TASK DESCRIPTION: For each line below that includes the word "RunConfig", make a copy.

** Opening RECORDS PROVIDED block **

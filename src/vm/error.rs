//! Errors raised by the bytecode interpreter.

use thiserror::Error;

/// Errors the bytecode interpreter can raise.
///
/// A well-formed compiled program never triggers either variant; both exist
/// to fail safely on corrupted or hand-assembled bytecode instead of
/// panicking or reading out of bounds.
#[derive(Debug, Error, PartialEq)]
pub enum VmError {
    /// The instruction pointer left the bounds of the instruction array,
    /// either by running off the end via a bad jump target or by decoding
    /// an instruction that does not belong at that address.
    #[error("instruction pointer {ip} is outside the program (length {len})")]
    InvalidProgram { ip: usize, len: usize },

    /// The operand stack underflowed or overflowed its fixed capacity.
    #[error("operand stack underflow or overflow")]
    StackCorruption,
}
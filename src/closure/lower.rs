//! Closure lowering: transforms the tree into a composed, pre-resolved
//! callable whose inner operations are looked up once at construction time.

use crate::context::Context;
use crate::evaluator::{eval_binary, eval_unary};
use crate::expr::Expr;

/// A lowered, directly-callable program. Variant dispatch happened once, at
/// [`lower`] time; invoking the closure does no tree traversal, only calls.
pub struct Closure {
    f: Box<dyn Fn(&mut Context) -> f64>,
}

impl Closure {
    /// Run the lowered program against `ctx`.
    pub fn call(&self, ctx: &mut Context) -> f64 {
        (self.f)(ctx)
    }
}

/// Lower `root` into a [`Closure`]. Lowering is a one-time recursive pass;
/// the result, when invoked, produces the same value as
/// [`crate::evaluator::evaluate`] on the same [`Context`].
pub fn lower(root: &Expr) -> Closure {
    Closure { f: lower_fn(root) }
}

fn lower_fn(expr: &Expr) -> Box<dyn Fn(&mut Context) -> f64> {
    match expr {
        Expr::Constant(v) => {
            let v = *v;
            Box::new(move |_ctx| v)
        }

        Expr::Sequence(children) => {
            let children: Vec<_> = children.iter().map(lower_fn).collect();
            Box::new(move |ctx| {
                let mut last = 0.0;
                for child in &children {
                    last = child(ctx);
                }
                last
            })
        }

        Expr::If(cond, then_branch, else_branch) => {
            let cond = lower_fn(cond);
            let then_branch = lower_fn(then_branch);
            let else_branch = lower_fn(else_branch);
            Box::new(move |ctx| {
                if cond(ctx) != 0.0 {
                    then_branch(ctx)
                } else {
                    else_branch(ctx)
                }
            })
        }

        Expr::While(cond, body) => {
            let cond = lower_fn(cond);
            let body = lower_fn(body);
            Box::new(move |ctx| {
                while cond(ctx) != 0.0 {
                    body(ctx);
                }
                0.0
            })
        }

        Expr::Load(index) => {
            let index = lower_fn(index);
            Box::new(move |ctx| {
                let index = index(ctx);
                ctx.get(index)
            })
        }

        Expr::Store(index, value) => {
            let index = lower_fn(index);
            let value = lower_fn(value);
            Box::new(move |ctx| {
                let index = index(ctx);
                let value = value(ctx);
                ctx.set(index, value)
            })
        }

        Expr::Binary(op, left, right) => {
            let op = *op;
            let left = lower_fn(left);
            let right = lower_fn(right);
            Box::new(move |ctx| {
                let l = left(ctx);
                let r = right(ctx);
                eval_binary(op, l, r)
            })
        }

        Expr::Unary(op, operand) => {
            let op = *op;
            let operand = lower_fn(operand);
            Box::new(move |ctx| {
                let v = operand(ctx);
                eval_unary(op, v)
            })
        }
    }
}
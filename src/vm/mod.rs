//! Bytecode backend: a stack machine that executes a compiled [`Code`]
//! array over a [`crate::context::Context`].
//!
//! ## Example
//!
//! ```
//! use triptych::context::Context;
//! use triptych::compiler::compile;
//! use triptych::vm::run;
//! use triptych::expr::constant;
//!
//! let mut ctx = Context::new(16);
//! let code = compile(&constant(42));
//! assert_eq!(run(&code, &mut ctx), Ok(42.0));
//! ```

mod code;
mod error;
mod instruction;
mod runtime;
mod stack;

pub use code::Code;
pub use error::VmError;
pub use instruction::Instruction;
pub use runtime::{run, run_with_capacity, DEFAULT_STACK_CAPACITY};

pub(crate) use stack::Stack;
//! Core evaluation logic: recursive descent directly over the tree.

use crate::context::Context;
use crate::evaluator::EvalError;
use crate::expr::{BinOp, Expr, UnOp};

/// Options for configuring the evaluator. Mirrors the closure backend's
/// `closure::LowerOptions` - both backends recurse on the native call stack
/// and need the same guard.
#[derive(Debug, Clone, Copy)]
pub struct EvalOptions {
    /// Maximum evaluation recursion depth.
    pub max_depth: usize,
}

impl Default for EvalOptions {
    fn default() -> Self {
        Self { max_depth: 1000 }
    }
}

/// Evaluate `root` against `ctx`, using the default depth guard.
///
/// This is the spec's `Evaluate(root, ctx) -> double` entry point. It never
/// returns an error for any tree within the default depth budget: division
/// and modulo by zero flow through as IEEE-754 `+-inf`/`NaN` rather than
/// raising, and out-of-range memory indices are the caller's responsibility
/// (see [`Context::get`]).
pub fn evaluate(root: &Expr, ctx: &mut Context) -> f64 {
    evaluate_with_options(root, ctx, EvalOptions::default())
        .expect("default max_depth exceeded - use evaluate_with_options for deeper trees")
}

/// Evaluate `root` against `ctx`, failing gracefully if recursion exceeds
/// `options.max_depth` instead of overflowing the native call stack.
pub fn evaluate_with_options(
    root: &Expr,
    ctx: &mut Context,
    options: EvalOptions,
) -> Result<f64, EvalError> {
    Evaluator { ctx, depth: 0, max_depth: options.max_depth }.eval(root)
}

struct Evaluator<'ctx> {
    ctx: &'ctx mut Context,
    depth: usize,
    max_depth: usize,
}

impl<'ctx> Evaluator<'ctx> {
    fn eval(&mut self, expr: &Expr) -> Result<f64, EvalError> {
        if self.depth >= self.max_depth {
            return Err(EvalError::DepthExceeded {
                depth: self.depth,
                max_depth: self.max_depth,
            });
        }
        self.depth += 1;
        let result = self.eval_inner(expr);
        self.depth -= 1;
        result
    }

    fn eval_inner(&mut self, expr: &Expr) -> Result<f64, EvalError> {
        match expr {
            Expr::Constant(v) => Ok(*v),

            Expr::Sequence(children) => {
                let mut last = 0.0;
                for child in children {
                    last = self.eval(child)?;
                }
                Ok(last)
            }

            Expr::If(cond, then_branch, else_branch) => {
                if self.eval(cond)? != 0.0 {
                    self.eval(then_branch)
                } else {
                    self.eval(else_branch)
                }
            }

            Expr::While(cond, body) => {
                while self.eval(cond)? != 0.0 {
                    self.eval(body)?;
                }
                Ok(0.0)
            }

            Expr::Load(index) => {
                let index = self.eval(index)?;
                Ok(self.ctx.get(index))
            }

            Expr::Store(index, value) => {
                let index = self.eval(index)?;
                let value = self.eval(value)?;
                Ok(self.ctx.set(index, value))
            }

            Expr::Binary(op, left, right) => {
                let l = self.eval(left)?;
                let r = self.eval(right)?;
                Ok(eval_binary(*op, l, r))
            }

            Expr::Unary(op, operand) => {
                let v = self.eval(operand)?;
                Ok(eval_unary(*op, v))
            }
        }
    }
}

/// Evaluate a binary operator over two already-evaluated doubles. Shared by
/// the evaluator and the closure backend so the arithmetic itself has one
/// definition.
pub(crate) fn eval_binary(op: BinOp, l: f64, r: f64) -> f64 {
    match op {
        BinOp::Add => l + r,
        BinOp::Sub => l - r,
        BinOp::Mul => l * r,
        BinOp::Div => l / r,
        BinOp::Mod => l % r,
        BinOp::Eq => bool_to_f64(l == r),
        BinOp::Neq => bool_to_f64(l != r),
        BinOp::Lt => bool_to_f64(l < r),
        BinOp::Gt => bool_to_f64(l > r),
        BinOp::Lte => bool_to_f64(l <= r),
        BinOp::Gte => bool_to_f64(l >= r),
        BinOp::And => bool_to_f64(l != 0.0 && r != 0.0),
        BinOp::Or => bool_to_f64(l != 0.0 || r != 0.0),
    }
}

pub(crate) fn eval_unary(op: UnOp, v: f64) -> f64 {
    match op {
        UnOp::Not => bool_to_f64(v == 0.0),
    }
}

pub(crate) fn bool_to_f64(b: bool) -> f64 {
    if b { 1.0 } else { 0.0 }
}
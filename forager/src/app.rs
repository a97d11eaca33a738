//! The rollout loop: the explicit replacement for the host engine's
//! callback dispatch.

use anyhow::Result;
use arena::{ArenaEnv, Outcome};
use policy::{HeuristicPolicy, Policy, RandomPolicy};

use crate::config::{PolicyKind, RunConfig};

/// Aggregate result of a run, for logging and for tests.
#[derive(Clone, Copy, Debug, Default)]
pub struct RunSummary {
    pub episodes: u32,
    pub cleared: u32,
    pub wall_contacts: u32,
    pub timeouts: u32,
    /// Mean cumulative reward per episode.
    pub mean_reward: f32,
}

/// Build the configured decision strategy.
#[must_use]
pub fn make_policy(config: &RunConfig) -> Box<dyn Policy> {
    match config.policy {
        PolicyKind::Random => Box::new(RandomPolicy::new(config.seed)),
        PolicyKind::Heuristic => Box::new(HeuristicPolicy::with_axes(
            config.heuristic_axes[0],
            config.heuristic_axes[1],
        )),
    }
}

/// Roll out `config.episodes` episodes and return the summary.
///
/// # Errors
///
/// Fails if the arena configuration does not validate.
pub fn run(config: &RunConfig) -> Result<RunSummary> {
    anyhow::ensure!(config.dt > 0.0, "dt must be positive, got {}", config.dt);
    let mut env = ArenaEnv::new(config.arena.clone(), config.seed)?;
    let mut policy = make_policy(config);

    let mut summary = RunSummary::default();
    let mut total_reward = 0.0_f32;

    tracing::info!(
        episodes = config.episodes,
        pellets = config.arena.pellet_count,
        policy = ?config.policy,
        "starting rollouts"
    );

    for episode in 1..=config.episodes {
        env.begin_episode();
        policy.on_episode_begin();

        let mut ticks = 0_u32;
        let outcome = loop {
            let obs = env.observe();
            let action = policy.act(&obs);
            let report = env.tick(config.dt, action);
            ticks += 1;
            if let Some(outcome) = report.outcome {
                break outcome;
            }
        };

        match outcome {
            Outcome::Cleared => summary.cleared += 1,
            Outcome::WallContact => summary.wall_contacts += 1,
            Outcome::TimedOut => summary.timeouts += 1,
        }
        total_reward += env.episode_reward;
        tracing::info!(
            episode,
            ticks,
            reward = env.episode_reward,
            outcome = ?outcome,
            marker = ?env.marker,
            "episode finished"
        );
    }

    summary.episodes = config.episodes;
    if config.episodes > 0 {
        summary.mean_reward = total_reward / config.episodes as f32;
    }
    tracing::info!(
        cleared = summary.cleared,
        wall_contacts = summary.wall_contacts,
        timeouts = summary.timeouts,
        mean_reward = summary.mean_reward,
        "run finished"
    );
    Ok(summary)
}
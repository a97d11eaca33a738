use arena::{Action, Observation};

use crate::Policy;

/// Manual-override policy for debugging: two raw input axes mapped directly
/// onto the action channels, horizontal onto turn and vertical onto
/// forward. Whoever owns the input device (or a script) updates the axes
/// between decision ticks.
#[derive(Debug, Default)]
pub struct HeuristicPolicy {
    horizontal: f32,
    vertical: f32,
}

impl HeuristicPolicy {
    #[must_use]
    pub fn new() -> Self {
        Self::default()
    }

    /// Fixed axes, for scripted runs ("hold forward").
    #[must_use]
    pub fn with_axes(horizontal: f32, vertical: f32) -> Self {
        Self { horizontal, vertical }
    }

    pub fn set_axes(&mut self, horizontal: f32, vertical: f32) {
        self.horizontal = horizontal;
        self.vertical = vertical;
    }
}

impl Policy for HeuristicPolicy {
    fn act(&mut self, _obs: &Observation) -> Action {
        Action {
            turn: self.horizontal,
            forward: self.vertical,
        }
    }
}
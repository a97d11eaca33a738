use thiserror::Error;

/// Rejected run configuration.
#[derive(Debug, Error)]
pub enum ConfigError {
    #[error("{field} must be positive, got {value}")]
    NonPositive { field: &'static str, value: f32 },
    #[error("minimum pellet separation must be non-negative, got {0}")]
    NegativeSeparation(f32),
    #[error(
        "spawn square (half-extent {spawn}) must lie strictly inside the walls (half-extent {wall})"
    )]
    SpawnOutsideWalls { spawn: f32, wall: f32 },
}
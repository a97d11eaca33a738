use arena::{Action, Observation};

use crate::Policy;

/// Uniform random actions in `[-1, 1]` on both channels. The stand-in for
/// an untrained network, and a convenient smoke-test driver.
pub struct RandomPolicy {
    rng: fastrand::Rng,
}

impl RandomPolicy {
    #[must_use]
    pub fn new(seed: u64) -> Self {
        Self {
            rng: fastrand::Rng::with_seed(seed),
        }
    }

    fn axis(&mut self) -> f32 {
        2.0 * self.rng.f32() - 1.0
    }
}

impl Policy for RandomPolicy {
    fn act(&mut self, _obs: &Observation) -> Action {
        Action {
            turn: self.axis(),
            forward: self.axis(),
        }
    }
}
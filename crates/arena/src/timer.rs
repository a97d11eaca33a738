/// Per-episode deadline, as a two-state machine.
///
/// `Running { deadline }` becomes `Expired` on the first check at or past
/// the deadline. A fresh deadline is armed at every episode begin; there is
/// no pause or resume.
#[derive(Copy, Clone, Debug, PartialEq)]
pub enum EpisodeTimer {
    Running { deadline: f32 },
    Expired,
}

impl EpisodeTimer {
    /// Arm the timer `budget` seconds past `now`.
    #[must_use]
    pub fn start(now: f32, budget: f32) -> Self {
        EpisodeTimer::Running {
            deadline: now + budget,
        }
    }

    /// Advance the state machine. Returns `true` on the transition tick
    /// only; once `Expired`, further checks return `false`.
    pub fn check(&mut self, now: f32) -> bool {
        match *self {
            EpisodeTimer::Running { deadline } if now >= deadline => {
                *self = EpisodeTimer::Expired;
                true
            }
            _ => false,
        }
    }

    #[must_use]
    pub fn is_expired(&self) -> bool {
        matches!(self, EpisodeTimer::Expired)
    }
}

#[cfg(test)]
mod tests {
    use super::*;

    #[test]
    fn expires_exactly_once() {
        let mut t = EpisodeTimer::start(1.0, 2.0);
        assert!(!t.check(2.9));
        assert!(t.check(3.0), "boundary counts as expired");
        assert!(t.is_expired());
        assert!(!t.check(4.0), "transition fires once");
    }

    #[test]
    fn restart_rearms_relative_to_new_now() {
        let mut t = EpisodeTimer::start(0.0, 1.0);
        assert!(t.check(1.0));
        t = EpisodeTimer::start(10.0, 1.0);
        assert!(!t.check(10.5));
        assert!(t.check(11.0));
    }
}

** Closing RECORDS PROVIDED block **

EXPECTED ANSWER:
use crate::config::{PolicyKind, RunConfig};
pub fn make_policy(config: &RunConfig) -> Box<dyn Policy> {
pub fn run(config: &RunConfig) -> Result<RunSummary> {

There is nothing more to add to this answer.